==== Supplied records ====

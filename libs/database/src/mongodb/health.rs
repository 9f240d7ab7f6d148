use mongodb::Client;
use std::time::Instant;

/// Health check status for MongoDB
#[derive(Debug, Clone)]
pub struct HealthStatus {
    /// Whether the database is healthy
    pub healthy: bool,
    /// Optional message (e.g., error details)
    pub message: Option<String>,
    /// Response time in milliseconds
    pub response_time_ms: u64,
}

/// Check MongoDB health with a lightweight command
pub async fn check_health(client: &Client) -> bool {
    client.list_database_names().await.is_ok()
}

/// Check MongoDB health with detailed status
///
/// Returns timing information and any error messages, suitable for
/// readiness endpoints.
pub async fn check_health_detailed(client: &Client) -> HealthStatus {
    let start = Instant::now();

    match client.list_database_names().await {
        Ok(_) => HealthStatus {
            healthy: true,
            message: None,
            response_time_ms: start.elapsed().as_millis() as u64,
        },
        Err(e) => HealthStatus {
            healthy: false,
            message: Some(e.to_string()),
            response_time_ms: start.elapsed().as_millis() as u64,
        },
    }
}

#[cfg(test)]
mod tests {
    use super::*;

    #[tokio::test]
    #[ignore] // Requires actual MongoDB
    async fn test_check_health() {
        let client = Client::with_uri_str("mongodb://localhost:27017")
            .await
            .unwrap();
        assert!(check_health(&client).await);
    }

    #[tokio::test]
    #[ignore] // Requires actual MongoDB
    async fn test_check_health_detailed() {
        let client = Client::with_uri_str("mongodb://localhost:27017")
            .await
            .unwrap();
        let status = check_health_detailed(&client).await;
        assert!(status.healthy);
        assert!(status.message.is_none());
    }
}
//! Generic MongoDB repository with soft-delete semantics.

use futures_util::TryStreamExt;
use futures_util::future::BoxFuture;
use mongodb::bson::oid::ObjectId;
use mongodb::bson::{Bson, DateTime, Document, doc, from_document, to_document};
use mongodb::options::ReturnDocument;
use mongodb::{ClientSession, Collection, Database};
use serde::Serialize;
use serde::de::DeserializeOwned;
use tracing::instrument;

use crate::error::{RepositoryError, RepositoryResult};
use crate::options::{FindOptions, ReadOptions, RepositoryConfig, UpdateOptions};
use crate::{CREATED_AT_FIELD, DELETED_AT_FIELD, SOFT_DELETED_FIELD, UPDATED_AT_FIELD};

/// Generic repository over one MongoDB collection.
///
/// Wraps a typed collection handle and layers three behaviours on top of
/// the raw driver: timestamp management on writes, optional soft-delete
/// exclusion on reads, and neutral (non-error) handling of malformed ids.
///
/// Absence semantics: plain lookups return `None`/`false`/`0`; only the
/// `*_or_fail` variants produce [`RepositoryError::NotFound`]. A
/// syntactically invalid id passed to any `*_by_id` operation is a
/// deterministic non-match, never an error.
pub struct BaseRepository<T: Send + Sync> {
    collection: Collection<T>,
    raw: Collection<Document>,
    database: Database,
    collection_name: String,
    config: RepositoryConfig,
}
//! Readiness endpoint

use axum::{Router, extract::State, routing::get};
use axum_helpers::server::{HealthCheckFuture, run_health_checks};
use axum::response::IntoResponse;

use crate::state::AppState;

/// Create a readiness check router
pub fn router(state: AppState) -> Router {
    Router::new()
        .route("/ready", get(readiness_check))
        .with_state(state)
}

/// Readiness check - verifies the MongoDB connection
async fn readiness_check(State(state): State<AppState>) -> impl IntoResponse {
    let checks: Vec<(&str, HealthCheckFuture)> = vec![(
        "mongodb",
        Box::pin(async {
            if database::mongodb::check_health(&state.mongo_client).await {
                Ok(())
            } else {
                Err("MongoDB ping failed".to_string())
            }
        }),
    )];

    match run_health_checks(checks).await {
        Ok(response) => response.into_response(),
        Err(response) => response.into_response(),
    }
}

====

Brief: Set all the data down again, exactly as it reads above.

Exercise response:
filename libs/database/src/mongodb/health.rs
repository 9f240d7ab7f6d148
use mongodb::Client;
use std::time::Instant;

/// Health check status for MongoDB
#[derive(Debug, Clone)]
pub struct HealthStatus {
    /// Whether the database is healthy
    pub healthy: bool,
    /// Optional message (e.g., error details)
    pub message: Option<String>,
    /// Response time in milliseconds
    pub response_time_ms: u64,
}

/// Check MongoDB health with a lightweight command
pub async fn check_health(client: &Client) -> bool {
    client.list_database_names().await.is_ok()
}

/// Check MongoDB health with detailed status
///
/// Returns timing information and any error messages, suitable for
/// readiness endpoints.
pub async fn check_health_detailed(client: &Client) -> HealthStatus {
    let start = Instant::now();

    match client.list_database_names().await {
        Ok(_) => HealthStatus {
            healthy: true,
            message: None,
            response_time_ms: start.elapsed().as_millis() as u64,
        },
        Err(e) => HealthStatus {
            healthy: false,
            message: Some(e.to_string()),
            response_time_ms: start.elapsed().as_millis() as u64,
        },
    }
}

#[cfg(test)]
mod tests {
    use super::*;

    #[tokio::test]
    #[ignore] // Requires actual MongoDB
    async fn test_check_health() {
        let client = Client::with_uri_str("mongodb://localhost:27017")
            .await
            .unwrap();
        assert!(check_health(&client).await);
    }

    #[tokio::test]
    #[ignore] // Requires actual MongoDB
    async fn test_check_health_detailed() {
        let client = Client::with_uri_str("mongodb://localhost:27017")
            .await
            .unwrap();
        let status = check_health_detailed(&client).await;
        assert!(status.healthy);
        assert!(status.message.is_none());
    }
}
//! Generic MongoDB repository with soft-delete semantics.

use futures_util::TryStreamExt;
use futures_util::future::BoxFuture;
use mongodb::bson::oid::ObjectId;
use mongodb::bson::{Bson, DateTime, Document, doc, from_document, to_document};
use mongodb::options::ReturnDocument;
use mongodb::{ClientSession, Collection, Database};
use serde::Serialize;
use serde::de::DeserializeOwned;
use tracing::instrument;

use crate::error::{RepositoryError, RepositoryResult};
use crate::options::{FindOptions, ReadOptions, RepositoryConfig, UpdateOptions};
use crate::{CREATED_AT_FIELD, DELETED_AT_FIELD, SOFT_DELETED_FIELD, UPDATED_AT_FIELD};

/// Generic repository over one MongoDB collection.
///
/// Wraps a typed collection handle and layers three behaviours on top of
/// the raw driver: timestamp management on writes, optional soft-delete
/// exclusion on reads, and neutral (non-error) handling of malformed ids.
///
/// Absence semantics: plain lookups return `None`/`false`/`0`; only the
/// `*_or_fail` variants produce [`RepositoryError::NotFound`]. A
/// syntactically invalid id passed to any `*_by_id` operation is a
/// deterministic non-match, never an error.
pub struct BaseRepository<T: Send + Sync> {
    collection: Collection<T>,
    raw: Collection<Document>,
    database: Database,
    collection_name: String,
    config: RepositoryConfig,
}
//! Readiness endpoint

use axum::{Router, extract::State, routing::get};
use axum_helpers::server::{HealthCheckFuture, run_health_checks};
use axum::response::IntoResponse;

use crate::state::AppState;

/// Create a readiness check router
pub fn router(state: AppState) -> Router {
    Router::new()
        .route("/ready", get(readiness_check))
        .with_state(state)
}

/// Readiness check - verifies the MongoDB connection
async fn readiness_check(State(state): State<AppState>) -> impl IntoResponse {
    let checks: Vec<(&str, HealthCheckFuture)> = vec![(
        "mongodb",
        Box::pin(async {
            if database::mongodb::check_health(&state.mongo_client).await {
                Ok(())
            } else {
                Err("MongoDB ping failed".to_string())
            }
        }),
    )];

    match run_health_checks(checks).await {
        Ok(response) => response.into_response(),
        Err(response) => response.into_response(),
    }
}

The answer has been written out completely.